(PROVIDED DATA)

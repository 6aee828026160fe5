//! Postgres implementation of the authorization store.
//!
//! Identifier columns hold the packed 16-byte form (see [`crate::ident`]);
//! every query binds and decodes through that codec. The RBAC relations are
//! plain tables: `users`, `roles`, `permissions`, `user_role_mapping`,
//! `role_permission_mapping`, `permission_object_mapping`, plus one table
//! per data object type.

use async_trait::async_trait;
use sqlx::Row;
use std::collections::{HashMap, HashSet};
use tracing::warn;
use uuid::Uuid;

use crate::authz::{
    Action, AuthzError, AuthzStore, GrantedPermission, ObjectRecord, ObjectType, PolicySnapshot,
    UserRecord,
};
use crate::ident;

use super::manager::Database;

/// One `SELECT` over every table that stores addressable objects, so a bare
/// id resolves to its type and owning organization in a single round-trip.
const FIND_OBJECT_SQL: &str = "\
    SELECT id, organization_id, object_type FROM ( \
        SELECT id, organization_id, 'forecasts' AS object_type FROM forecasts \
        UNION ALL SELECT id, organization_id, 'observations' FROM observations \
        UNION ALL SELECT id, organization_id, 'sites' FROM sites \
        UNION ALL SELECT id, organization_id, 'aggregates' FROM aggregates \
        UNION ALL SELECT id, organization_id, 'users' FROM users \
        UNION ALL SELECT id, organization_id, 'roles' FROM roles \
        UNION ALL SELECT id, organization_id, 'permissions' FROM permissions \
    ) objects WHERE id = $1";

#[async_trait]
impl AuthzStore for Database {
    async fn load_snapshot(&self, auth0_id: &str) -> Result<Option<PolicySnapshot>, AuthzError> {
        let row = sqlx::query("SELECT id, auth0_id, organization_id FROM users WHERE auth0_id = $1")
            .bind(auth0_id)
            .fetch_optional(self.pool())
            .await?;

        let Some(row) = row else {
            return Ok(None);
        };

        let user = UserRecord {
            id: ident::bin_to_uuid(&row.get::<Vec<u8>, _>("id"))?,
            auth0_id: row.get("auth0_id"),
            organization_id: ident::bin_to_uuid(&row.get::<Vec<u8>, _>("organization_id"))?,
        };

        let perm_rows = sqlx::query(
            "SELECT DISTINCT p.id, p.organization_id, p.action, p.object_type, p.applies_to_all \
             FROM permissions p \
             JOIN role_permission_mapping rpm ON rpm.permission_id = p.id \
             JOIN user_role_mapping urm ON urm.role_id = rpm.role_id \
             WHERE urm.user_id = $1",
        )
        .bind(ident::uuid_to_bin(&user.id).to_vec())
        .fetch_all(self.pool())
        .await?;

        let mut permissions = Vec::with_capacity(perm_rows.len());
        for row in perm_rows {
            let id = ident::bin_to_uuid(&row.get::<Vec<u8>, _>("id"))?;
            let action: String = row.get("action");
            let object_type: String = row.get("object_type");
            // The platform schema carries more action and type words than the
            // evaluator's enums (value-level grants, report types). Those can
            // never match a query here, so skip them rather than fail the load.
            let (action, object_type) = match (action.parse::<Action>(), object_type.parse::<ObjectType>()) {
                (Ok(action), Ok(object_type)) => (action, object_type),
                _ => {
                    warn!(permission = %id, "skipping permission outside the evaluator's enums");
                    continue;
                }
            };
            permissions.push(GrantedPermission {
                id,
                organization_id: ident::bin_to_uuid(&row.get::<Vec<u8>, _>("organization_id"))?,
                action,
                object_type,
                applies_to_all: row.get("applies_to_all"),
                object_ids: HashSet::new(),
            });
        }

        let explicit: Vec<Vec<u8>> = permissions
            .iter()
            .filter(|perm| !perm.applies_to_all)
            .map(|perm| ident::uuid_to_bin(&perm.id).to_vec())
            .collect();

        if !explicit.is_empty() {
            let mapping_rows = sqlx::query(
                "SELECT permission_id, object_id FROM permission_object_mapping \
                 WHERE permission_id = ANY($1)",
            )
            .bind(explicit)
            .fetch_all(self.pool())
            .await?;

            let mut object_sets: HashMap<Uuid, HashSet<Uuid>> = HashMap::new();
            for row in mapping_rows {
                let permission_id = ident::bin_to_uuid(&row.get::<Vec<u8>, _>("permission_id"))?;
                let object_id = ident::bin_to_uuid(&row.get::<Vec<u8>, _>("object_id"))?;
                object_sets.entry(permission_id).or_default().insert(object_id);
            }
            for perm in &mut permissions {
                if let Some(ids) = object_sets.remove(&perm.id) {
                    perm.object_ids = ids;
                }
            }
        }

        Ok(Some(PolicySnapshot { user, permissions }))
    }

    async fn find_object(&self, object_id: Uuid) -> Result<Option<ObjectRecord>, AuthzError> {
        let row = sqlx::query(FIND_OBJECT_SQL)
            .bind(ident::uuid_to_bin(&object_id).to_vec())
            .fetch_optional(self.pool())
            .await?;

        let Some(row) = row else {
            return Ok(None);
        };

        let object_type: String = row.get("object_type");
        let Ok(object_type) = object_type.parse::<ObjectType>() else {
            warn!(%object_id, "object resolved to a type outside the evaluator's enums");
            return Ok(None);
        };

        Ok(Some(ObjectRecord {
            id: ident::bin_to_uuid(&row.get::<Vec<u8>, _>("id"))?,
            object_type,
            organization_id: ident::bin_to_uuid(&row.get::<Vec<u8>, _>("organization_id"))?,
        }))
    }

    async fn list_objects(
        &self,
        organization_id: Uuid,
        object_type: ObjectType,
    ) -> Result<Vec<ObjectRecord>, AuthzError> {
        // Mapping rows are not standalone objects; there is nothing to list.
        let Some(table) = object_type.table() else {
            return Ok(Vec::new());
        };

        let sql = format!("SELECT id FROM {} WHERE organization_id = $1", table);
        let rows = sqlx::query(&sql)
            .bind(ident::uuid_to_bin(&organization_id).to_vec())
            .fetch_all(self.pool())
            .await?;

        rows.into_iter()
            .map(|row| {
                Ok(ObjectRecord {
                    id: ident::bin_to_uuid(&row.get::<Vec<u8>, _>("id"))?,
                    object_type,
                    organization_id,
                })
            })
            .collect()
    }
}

(End PROVIDED DATA)

# EXERCISE PROMPT
Render the whole set of entries again, exactly as given.

# SOLUTION
repository 6aee828026160fe5
//! Postgres implementation of the authorization store.
//!
//! Identifier columns hold the packed 16-byte form (see [`crate::ident`]);
//! every query binds and decodes through that codec. The RBAC relations are
//! plain tables: `users`, `roles`, `permissions`, `user_role_mapping`,
//! `role_permission_mapping`, `permission_object_mapping`, plus one table
//! per data object type.

use async_trait::async_trait;
use sqlx::Row;
use std::collections::{HashMap, HashSet};
use tracing::warn;
use uuid::Uuid;

use crate::authz::{
    Action, AuthzError, AuthzStore, GrantedPermission, ObjectRecord, ObjectType, PolicySnapshot,
    UserRecord,
};
use crate::ident;

use super::manager::Database;

/// One `SELECT` over every table that stores addressable objects, so a bare
/// id resolves to its type and owning organization in a single round-trip.
const FIND_OBJECT_SQL: &str = "\
    SELECT id, organization_id, object_type FROM ( \
        SELECT id, organization_id, 'forecasts' AS object_type FROM forecasts \
        UNION ALL SELECT id, organization_id, 'observations' FROM observations \
        UNION ALL SELECT id, organization_id, 'sites' FROM sites \
        UNION ALL SELECT id, organization_id, 'aggregates' FROM aggregates \
        UNION ALL SELECT id, organization_id, 'users' FROM users \
        UNION ALL SELECT id, organization_id, 'roles' FROM roles \
        UNION ALL SELECT id, organization_id, 'permissions' FROM permissions \
    ) objects WHERE id = $1";

#[async_trait]
impl AuthzStore for Database {
    async fn load_snapshot(&self, auth0_id: &str) -> Result<Option<PolicySnapshot>, AuthzError> {
        let row = sqlx::query("SELECT id, auth0_id, organization_id FROM users WHERE auth0_id = $1")
            .bind(auth0_id)
            .fetch_optional(self.pool())
            .await?;

        let Some(row) = row else {
            return Ok(None);
        };

        let user = UserRecord {
            id: ident::bin_to_uuid(&row.get::<Vec<u8>, _>("id"))?,
            auth0_id: row.get("auth0_id"),
            organization_id: ident::bin_to_uuid(&row.get::<Vec<u8>, _>("organization_id"))?,
        };

        let perm_rows = sqlx::query(
            "SELECT DISTINCT p.id, p.organization_id, p.action, p.object_type, p.applies_to_all \
             FROM permissions p \
             JOIN role_permission_mapping rpm ON rpm.permission_id = p.id \
             JOIN user_role_mapping urm ON urm.role_id = rpm.role_id \
             WHERE urm.user_id = $1",
        )
        .bind(ident::uuid_to_bin(&user.id).to_vec())
        .fetch_all(self.pool())
        .await?;

        let mut permissions = Vec::with_capacity(perm_rows.len());
        for row in perm_rows {
            let id = ident::bin_to_uuid(&row.get::<Vec<u8>, _>("id"))?;
            let action: String = row.get("action");
            let object_type: String = row.get("object_type");
            // The platform schema carries more action and type words than the
            // evaluator's enums (value-level grants, report types). Those can
            // never match a query here, so skip them rather than fail the load.
            let (action, object_type) = match (action.parse::<Action>(), object_type.parse::<ObjectType>()) {
                (Ok(action), Ok(object_type)) => (action, object_type),
                _ => {
                    warn!(permission = %id, "skipping permission outside the evaluator's enums");
                    continue;
                }
            };
            permissions.push(GrantedPermission {
                id,
                organization_id: ident::bin_to_uuid(&row.get::<Vec<u8>, _>("organization_id"))?,
                action,
                object_type,
                applies_to_all: row.get("applies_to_all"),
                object_ids: HashSet::new(),
            });
        }

        let explicit: Vec<Vec<u8>> = permissions
            .iter()
            .filter(|perm| !perm.applies_to_all)
            .map(|perm| ident::uuid_to_bin(&perm.id).to_vec())
            .collect();

        if !explicit.is_empty() {
            let mapping_rows = sqlx::query(
                "SELECT permission_id, object_id FROM permission_object_mapping \
                 WHERE permission_id = ANY($1)",
            )
            .bind(explicit)
            .fetch_all(self.pool())
            .await?;

            let mut object_sets: HashMap<Uuid, HashSet<Uuid>> = HashMap::new();
            for row in mapping_rows {
                let permission_id = ident::bin_to_uuid(&row.get::<Vec<u8>, _>("permission_id"))?;
                let object_id = ident::bin_to_uuid(&row.get::<Vec<u8>, _>("object_id"))?;
                object_sets.entry(permission_id).or_default().insert(object_id);
            }
            for perm in &mut permissions {
                if let Some(ids) = object_sets.remove(&perm.id) {
                    perm.object_ids = ids;
                }
            }
        }

        Ok(Some(PolicySnapshot { user, permissions }))
    }

    async fn find_object(&self, object_id: Uuid) -> Result<Option<ObjectRecord>, AuthzError> {
        let row = sqlx::query(FIND_OBJECT_SQL)
            .bind(ident::uuid_to_bin(&object_id).to_vec())
            .fetch_optional(self.pool())
            .await?;

        let Some(row) = row else {
            return Ok(None);
        };

        let object_type: String = row.get("object_type");
        let Ok(object_type) = object_type.parse::<ObjectType>() else {
            warn!(%object_id, "object resolved to a type outside the evaluator's enums");
            return Ok(None);
        };

        Ok(Some(ObjectRecord {
            id: ident::bin_to_uuid(&row.get::<Vec<u8>, _>("id"))?,
            object_type,
            organization_id: ident::bin_to_uuid(&row.get::<Vec<u8>, _>("organization_id"))?,
        }))
    }

    async fn list_objects(
        &self,
        organization_id: Uuid,
        object_type: ObjectType,
    ) -> Result<Vec<ObjectRecord>, AuthzError> {
        // Mapping rows are not standalone objects; there is nothing to list.
        let Some(table) = object_type.table() else {
            return Ok(Vec::new());
        };

        let sql = format!("SELECT id FROM {} WHERE organization_id = $1", table);
        let rows = sqlx::query(&sql)
            .bind(ident::uuid_to_bin(&organization_id).to_vec())
            .fetch_all(self.pool())
            .await?;

        rows.into_iter()
            .map(|row| {
                Ok(ObjectRecord {
                    id: ident::bin_to_uuid(&row.get::<Vec<u8>, _>("id"))?,
                    object_type,
                    organization_id,
                })
            })
            .collect()
    }
}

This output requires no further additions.